** Exercise input follows **

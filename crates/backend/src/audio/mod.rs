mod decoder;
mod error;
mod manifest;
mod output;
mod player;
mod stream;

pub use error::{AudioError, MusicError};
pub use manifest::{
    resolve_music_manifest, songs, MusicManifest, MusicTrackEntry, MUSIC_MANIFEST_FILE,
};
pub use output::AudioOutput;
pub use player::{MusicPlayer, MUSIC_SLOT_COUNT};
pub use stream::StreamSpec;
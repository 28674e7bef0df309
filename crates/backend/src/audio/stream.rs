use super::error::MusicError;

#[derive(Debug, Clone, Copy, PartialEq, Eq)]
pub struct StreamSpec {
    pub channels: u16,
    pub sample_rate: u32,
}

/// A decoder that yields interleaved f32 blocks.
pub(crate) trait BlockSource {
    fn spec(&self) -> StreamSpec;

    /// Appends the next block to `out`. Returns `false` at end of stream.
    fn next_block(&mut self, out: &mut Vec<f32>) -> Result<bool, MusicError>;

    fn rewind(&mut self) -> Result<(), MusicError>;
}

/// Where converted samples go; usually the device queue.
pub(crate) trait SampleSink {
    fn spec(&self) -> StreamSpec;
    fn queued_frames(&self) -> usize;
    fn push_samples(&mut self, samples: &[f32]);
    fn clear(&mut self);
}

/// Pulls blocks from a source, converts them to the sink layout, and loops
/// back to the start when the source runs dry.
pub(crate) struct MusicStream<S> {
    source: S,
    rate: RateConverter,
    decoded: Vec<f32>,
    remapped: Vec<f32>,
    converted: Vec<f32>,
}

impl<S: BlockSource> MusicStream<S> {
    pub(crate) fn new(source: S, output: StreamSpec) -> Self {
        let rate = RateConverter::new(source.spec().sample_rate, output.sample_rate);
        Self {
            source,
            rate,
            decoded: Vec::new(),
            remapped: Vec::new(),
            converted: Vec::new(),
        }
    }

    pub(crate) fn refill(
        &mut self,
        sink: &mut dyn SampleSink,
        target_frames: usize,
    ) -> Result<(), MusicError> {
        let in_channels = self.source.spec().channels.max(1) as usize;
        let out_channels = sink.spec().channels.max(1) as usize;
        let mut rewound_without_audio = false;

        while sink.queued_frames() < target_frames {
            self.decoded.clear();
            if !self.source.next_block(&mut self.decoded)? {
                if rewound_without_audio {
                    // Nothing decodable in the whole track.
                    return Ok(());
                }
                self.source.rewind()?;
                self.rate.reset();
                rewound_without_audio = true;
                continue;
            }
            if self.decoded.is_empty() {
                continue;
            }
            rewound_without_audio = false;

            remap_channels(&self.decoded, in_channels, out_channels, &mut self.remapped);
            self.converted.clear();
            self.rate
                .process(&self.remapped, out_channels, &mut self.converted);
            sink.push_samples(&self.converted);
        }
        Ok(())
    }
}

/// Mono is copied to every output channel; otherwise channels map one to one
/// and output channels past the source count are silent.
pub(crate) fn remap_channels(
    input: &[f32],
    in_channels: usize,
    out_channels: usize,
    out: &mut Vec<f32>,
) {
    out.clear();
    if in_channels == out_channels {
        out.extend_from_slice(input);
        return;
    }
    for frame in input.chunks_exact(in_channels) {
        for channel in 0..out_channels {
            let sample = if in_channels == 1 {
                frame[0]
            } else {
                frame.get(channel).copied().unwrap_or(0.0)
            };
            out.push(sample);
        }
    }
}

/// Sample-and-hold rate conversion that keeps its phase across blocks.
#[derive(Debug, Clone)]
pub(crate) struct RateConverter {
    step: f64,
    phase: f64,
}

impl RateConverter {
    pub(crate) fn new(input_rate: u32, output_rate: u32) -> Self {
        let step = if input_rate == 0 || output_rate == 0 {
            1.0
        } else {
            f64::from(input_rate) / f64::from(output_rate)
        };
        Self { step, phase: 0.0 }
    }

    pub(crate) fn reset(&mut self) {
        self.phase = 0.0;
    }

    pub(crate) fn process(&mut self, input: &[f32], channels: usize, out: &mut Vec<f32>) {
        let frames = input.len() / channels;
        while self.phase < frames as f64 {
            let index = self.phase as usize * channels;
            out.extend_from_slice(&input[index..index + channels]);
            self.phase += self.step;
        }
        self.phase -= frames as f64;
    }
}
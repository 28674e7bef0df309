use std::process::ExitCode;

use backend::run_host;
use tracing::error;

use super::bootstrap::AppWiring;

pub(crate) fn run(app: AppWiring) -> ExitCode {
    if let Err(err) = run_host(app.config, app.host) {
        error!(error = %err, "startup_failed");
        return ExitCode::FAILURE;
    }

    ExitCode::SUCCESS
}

** End of Exercise input **
** Exercise input follows **

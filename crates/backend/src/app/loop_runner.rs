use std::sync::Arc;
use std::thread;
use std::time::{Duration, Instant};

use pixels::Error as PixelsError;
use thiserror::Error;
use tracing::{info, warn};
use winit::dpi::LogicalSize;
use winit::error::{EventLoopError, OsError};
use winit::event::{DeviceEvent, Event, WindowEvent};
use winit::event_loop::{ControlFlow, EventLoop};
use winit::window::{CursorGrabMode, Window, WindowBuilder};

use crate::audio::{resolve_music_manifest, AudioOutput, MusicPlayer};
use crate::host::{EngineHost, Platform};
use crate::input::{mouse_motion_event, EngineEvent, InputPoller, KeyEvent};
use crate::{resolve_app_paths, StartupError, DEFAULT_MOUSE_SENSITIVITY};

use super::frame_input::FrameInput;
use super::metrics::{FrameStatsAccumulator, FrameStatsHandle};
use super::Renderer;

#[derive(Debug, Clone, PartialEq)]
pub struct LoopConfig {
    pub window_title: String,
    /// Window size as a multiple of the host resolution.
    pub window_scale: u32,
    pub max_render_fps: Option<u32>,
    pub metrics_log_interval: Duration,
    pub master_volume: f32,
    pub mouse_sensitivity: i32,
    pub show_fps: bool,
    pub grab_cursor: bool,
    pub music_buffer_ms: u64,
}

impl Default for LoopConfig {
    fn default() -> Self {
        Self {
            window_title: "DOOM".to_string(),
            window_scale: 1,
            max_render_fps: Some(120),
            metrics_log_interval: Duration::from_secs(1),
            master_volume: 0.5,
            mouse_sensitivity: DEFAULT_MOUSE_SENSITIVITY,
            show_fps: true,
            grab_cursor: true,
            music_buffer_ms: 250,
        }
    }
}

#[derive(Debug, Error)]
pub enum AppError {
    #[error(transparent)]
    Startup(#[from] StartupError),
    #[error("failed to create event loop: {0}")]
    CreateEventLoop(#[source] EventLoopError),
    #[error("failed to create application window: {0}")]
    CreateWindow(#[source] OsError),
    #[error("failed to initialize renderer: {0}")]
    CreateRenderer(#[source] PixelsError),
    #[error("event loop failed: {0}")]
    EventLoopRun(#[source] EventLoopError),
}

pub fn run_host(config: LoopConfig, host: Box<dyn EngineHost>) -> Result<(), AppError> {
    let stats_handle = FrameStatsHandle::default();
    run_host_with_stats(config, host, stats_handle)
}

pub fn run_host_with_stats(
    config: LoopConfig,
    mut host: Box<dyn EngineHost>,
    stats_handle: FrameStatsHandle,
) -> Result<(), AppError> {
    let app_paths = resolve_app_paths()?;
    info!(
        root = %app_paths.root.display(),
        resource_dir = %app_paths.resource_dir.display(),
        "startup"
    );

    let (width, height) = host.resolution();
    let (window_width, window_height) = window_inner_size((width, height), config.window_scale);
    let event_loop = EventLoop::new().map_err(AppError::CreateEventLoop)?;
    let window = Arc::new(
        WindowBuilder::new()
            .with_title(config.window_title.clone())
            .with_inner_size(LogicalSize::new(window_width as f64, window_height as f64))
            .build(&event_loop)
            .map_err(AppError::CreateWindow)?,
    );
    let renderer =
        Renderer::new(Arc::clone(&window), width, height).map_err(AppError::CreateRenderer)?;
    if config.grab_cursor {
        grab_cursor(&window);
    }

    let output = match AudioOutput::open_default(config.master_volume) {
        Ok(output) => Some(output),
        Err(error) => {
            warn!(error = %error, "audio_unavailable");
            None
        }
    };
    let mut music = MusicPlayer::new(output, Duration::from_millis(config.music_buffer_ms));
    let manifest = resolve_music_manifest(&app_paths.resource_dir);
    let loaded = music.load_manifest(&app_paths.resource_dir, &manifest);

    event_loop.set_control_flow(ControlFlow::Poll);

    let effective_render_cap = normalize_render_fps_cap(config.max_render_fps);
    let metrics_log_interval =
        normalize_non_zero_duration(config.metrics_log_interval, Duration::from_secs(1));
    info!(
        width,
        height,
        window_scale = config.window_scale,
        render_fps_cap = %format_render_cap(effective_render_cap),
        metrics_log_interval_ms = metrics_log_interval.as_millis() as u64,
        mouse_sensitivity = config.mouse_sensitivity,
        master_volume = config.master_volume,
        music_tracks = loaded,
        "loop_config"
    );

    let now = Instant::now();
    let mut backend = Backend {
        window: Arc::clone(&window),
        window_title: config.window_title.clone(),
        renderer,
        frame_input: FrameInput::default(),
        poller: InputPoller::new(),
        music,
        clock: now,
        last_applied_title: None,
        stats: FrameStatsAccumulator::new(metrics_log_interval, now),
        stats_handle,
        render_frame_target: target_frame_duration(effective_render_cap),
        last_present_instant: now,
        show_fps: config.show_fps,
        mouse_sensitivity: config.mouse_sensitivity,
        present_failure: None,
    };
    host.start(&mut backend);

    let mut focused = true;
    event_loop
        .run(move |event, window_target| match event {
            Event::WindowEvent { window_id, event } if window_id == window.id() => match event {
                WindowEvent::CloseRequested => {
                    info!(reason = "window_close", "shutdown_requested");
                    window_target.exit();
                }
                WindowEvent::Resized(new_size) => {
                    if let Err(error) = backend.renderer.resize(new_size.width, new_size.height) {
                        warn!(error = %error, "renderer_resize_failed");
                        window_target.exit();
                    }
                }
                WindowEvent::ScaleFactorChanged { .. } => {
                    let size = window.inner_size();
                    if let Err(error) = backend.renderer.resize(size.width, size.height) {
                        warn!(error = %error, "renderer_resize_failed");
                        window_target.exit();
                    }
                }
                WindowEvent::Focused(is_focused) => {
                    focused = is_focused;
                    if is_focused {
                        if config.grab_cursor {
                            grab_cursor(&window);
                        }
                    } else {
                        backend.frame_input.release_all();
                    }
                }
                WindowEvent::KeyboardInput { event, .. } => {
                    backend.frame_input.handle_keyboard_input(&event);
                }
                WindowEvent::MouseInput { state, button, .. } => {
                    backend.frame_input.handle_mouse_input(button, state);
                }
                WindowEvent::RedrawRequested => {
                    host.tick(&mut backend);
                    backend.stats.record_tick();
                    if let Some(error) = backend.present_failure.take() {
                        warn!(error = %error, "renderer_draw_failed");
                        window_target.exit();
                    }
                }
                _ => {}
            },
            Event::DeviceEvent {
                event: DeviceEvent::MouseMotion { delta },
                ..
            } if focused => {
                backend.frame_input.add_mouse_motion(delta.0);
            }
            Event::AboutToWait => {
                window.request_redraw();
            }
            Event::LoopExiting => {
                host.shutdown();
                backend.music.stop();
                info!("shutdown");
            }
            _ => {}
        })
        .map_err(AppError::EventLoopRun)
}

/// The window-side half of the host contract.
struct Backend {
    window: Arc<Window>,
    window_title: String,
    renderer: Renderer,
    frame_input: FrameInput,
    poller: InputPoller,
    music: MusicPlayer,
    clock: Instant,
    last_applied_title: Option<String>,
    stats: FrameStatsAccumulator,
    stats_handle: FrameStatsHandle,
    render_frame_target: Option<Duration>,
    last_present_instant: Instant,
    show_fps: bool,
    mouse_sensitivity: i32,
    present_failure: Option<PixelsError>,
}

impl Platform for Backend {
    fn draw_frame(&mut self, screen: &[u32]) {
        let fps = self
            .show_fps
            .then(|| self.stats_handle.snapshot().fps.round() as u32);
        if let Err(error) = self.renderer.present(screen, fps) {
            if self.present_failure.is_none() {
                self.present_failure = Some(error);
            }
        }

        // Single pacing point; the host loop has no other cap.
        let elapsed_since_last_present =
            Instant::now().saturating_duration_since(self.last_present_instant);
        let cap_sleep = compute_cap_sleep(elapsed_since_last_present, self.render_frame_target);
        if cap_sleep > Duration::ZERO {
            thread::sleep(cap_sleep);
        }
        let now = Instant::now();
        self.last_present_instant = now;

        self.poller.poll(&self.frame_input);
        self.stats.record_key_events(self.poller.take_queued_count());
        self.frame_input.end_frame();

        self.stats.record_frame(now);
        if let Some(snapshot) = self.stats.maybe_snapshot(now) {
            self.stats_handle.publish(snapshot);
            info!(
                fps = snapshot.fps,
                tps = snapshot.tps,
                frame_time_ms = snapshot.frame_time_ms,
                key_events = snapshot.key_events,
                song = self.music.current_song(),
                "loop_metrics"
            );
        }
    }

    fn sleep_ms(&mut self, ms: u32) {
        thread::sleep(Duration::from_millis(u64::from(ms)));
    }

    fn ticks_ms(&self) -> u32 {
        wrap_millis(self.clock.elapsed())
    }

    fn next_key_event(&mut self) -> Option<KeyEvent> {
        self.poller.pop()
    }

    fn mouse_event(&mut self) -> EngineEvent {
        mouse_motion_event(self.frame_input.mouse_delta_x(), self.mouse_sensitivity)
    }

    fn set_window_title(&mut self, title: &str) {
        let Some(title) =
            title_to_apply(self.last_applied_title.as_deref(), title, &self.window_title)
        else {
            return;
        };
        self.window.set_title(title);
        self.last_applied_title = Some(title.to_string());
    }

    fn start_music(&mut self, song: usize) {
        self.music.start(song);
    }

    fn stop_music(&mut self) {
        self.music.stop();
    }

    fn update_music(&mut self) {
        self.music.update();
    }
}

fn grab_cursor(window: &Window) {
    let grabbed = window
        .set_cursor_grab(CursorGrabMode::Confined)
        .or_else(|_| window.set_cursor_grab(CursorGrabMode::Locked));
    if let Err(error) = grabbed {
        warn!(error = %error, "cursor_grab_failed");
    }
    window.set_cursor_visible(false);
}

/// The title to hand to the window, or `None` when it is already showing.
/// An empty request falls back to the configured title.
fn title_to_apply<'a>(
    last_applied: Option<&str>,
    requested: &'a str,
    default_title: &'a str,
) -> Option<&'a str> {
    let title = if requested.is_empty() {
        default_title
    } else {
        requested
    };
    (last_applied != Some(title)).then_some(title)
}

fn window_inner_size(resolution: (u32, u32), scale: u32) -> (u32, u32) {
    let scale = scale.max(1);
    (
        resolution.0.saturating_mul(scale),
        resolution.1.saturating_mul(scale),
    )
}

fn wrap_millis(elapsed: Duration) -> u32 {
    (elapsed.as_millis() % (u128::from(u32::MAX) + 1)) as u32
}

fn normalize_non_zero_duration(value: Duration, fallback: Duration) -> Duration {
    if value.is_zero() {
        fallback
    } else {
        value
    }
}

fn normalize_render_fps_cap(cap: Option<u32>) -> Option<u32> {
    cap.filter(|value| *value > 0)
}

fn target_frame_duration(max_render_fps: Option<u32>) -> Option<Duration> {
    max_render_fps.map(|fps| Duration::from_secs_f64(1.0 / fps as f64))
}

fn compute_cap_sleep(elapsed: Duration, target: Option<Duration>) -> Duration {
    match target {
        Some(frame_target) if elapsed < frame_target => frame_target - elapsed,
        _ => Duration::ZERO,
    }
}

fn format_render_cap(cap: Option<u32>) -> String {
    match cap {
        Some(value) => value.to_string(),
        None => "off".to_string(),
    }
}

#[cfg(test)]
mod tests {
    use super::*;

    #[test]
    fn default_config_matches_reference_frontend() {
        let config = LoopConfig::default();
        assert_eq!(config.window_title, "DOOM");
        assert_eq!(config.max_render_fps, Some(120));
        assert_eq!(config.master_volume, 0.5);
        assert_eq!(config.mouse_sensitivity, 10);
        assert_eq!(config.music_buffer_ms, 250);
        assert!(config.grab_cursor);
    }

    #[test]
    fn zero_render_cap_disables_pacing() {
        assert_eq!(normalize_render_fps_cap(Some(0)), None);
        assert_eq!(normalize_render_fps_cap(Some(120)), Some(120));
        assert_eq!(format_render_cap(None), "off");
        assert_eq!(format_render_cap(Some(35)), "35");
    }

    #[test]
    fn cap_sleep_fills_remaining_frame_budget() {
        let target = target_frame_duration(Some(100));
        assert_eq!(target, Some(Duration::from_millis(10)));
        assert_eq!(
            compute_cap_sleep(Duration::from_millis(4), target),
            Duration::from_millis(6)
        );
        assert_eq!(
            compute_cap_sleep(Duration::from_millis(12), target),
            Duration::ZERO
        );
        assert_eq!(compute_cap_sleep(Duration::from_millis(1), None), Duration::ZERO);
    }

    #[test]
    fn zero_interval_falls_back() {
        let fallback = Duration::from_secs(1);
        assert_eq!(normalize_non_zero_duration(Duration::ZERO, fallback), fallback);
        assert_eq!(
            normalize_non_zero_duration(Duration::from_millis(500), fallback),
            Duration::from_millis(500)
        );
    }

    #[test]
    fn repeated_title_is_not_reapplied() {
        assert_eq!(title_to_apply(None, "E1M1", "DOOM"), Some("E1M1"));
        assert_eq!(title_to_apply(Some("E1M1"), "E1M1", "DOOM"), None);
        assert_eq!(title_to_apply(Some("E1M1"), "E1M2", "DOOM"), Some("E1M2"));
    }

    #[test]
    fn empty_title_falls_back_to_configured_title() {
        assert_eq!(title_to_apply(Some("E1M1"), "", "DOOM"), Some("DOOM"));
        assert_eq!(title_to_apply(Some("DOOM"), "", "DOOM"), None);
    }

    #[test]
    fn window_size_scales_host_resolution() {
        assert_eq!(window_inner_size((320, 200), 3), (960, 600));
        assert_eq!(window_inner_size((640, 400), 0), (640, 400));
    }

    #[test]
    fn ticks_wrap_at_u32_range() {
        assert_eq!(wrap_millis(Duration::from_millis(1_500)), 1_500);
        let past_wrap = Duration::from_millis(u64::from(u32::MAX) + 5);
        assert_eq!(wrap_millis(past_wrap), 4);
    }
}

** End of Exercise input **

## [What is required]
The required answer is the exact run of lines above starting at the line with "mod stream;" and ending at the line with "end of stream.", with both ends present.

## [Solution to this task]
mod stream;

pub use error::{AudioError, MusicError};
pub use manifest::{
    resolve_music_manifest, songs, MusicManifest, MusicTrackEntry, MUSIC_MANIFEST_FILE,
};
pub use output::AudioOutput;
pub use player::{MusicPlayer, MUSIC_SLOT_COUNT};
pub use stream::StreamSpec;
repository 28674e7bef0df309
filename crates/backend/src/audio/stream.rs
use super::error::MusicError;

#[derive(Debug, Clone, Copy, PartialEq, Eq)]
pub struct StreamSpec {
    pub channels: u16,
    pub sample_rate: u32,
}

/// A decoder that yields interleaved f32 blocks.
pub(crate) trait BlockSource {
    fn spec(&self) -> StreamSpec;

    /// Appends the next block to `out`. Returns `false` at end of stream.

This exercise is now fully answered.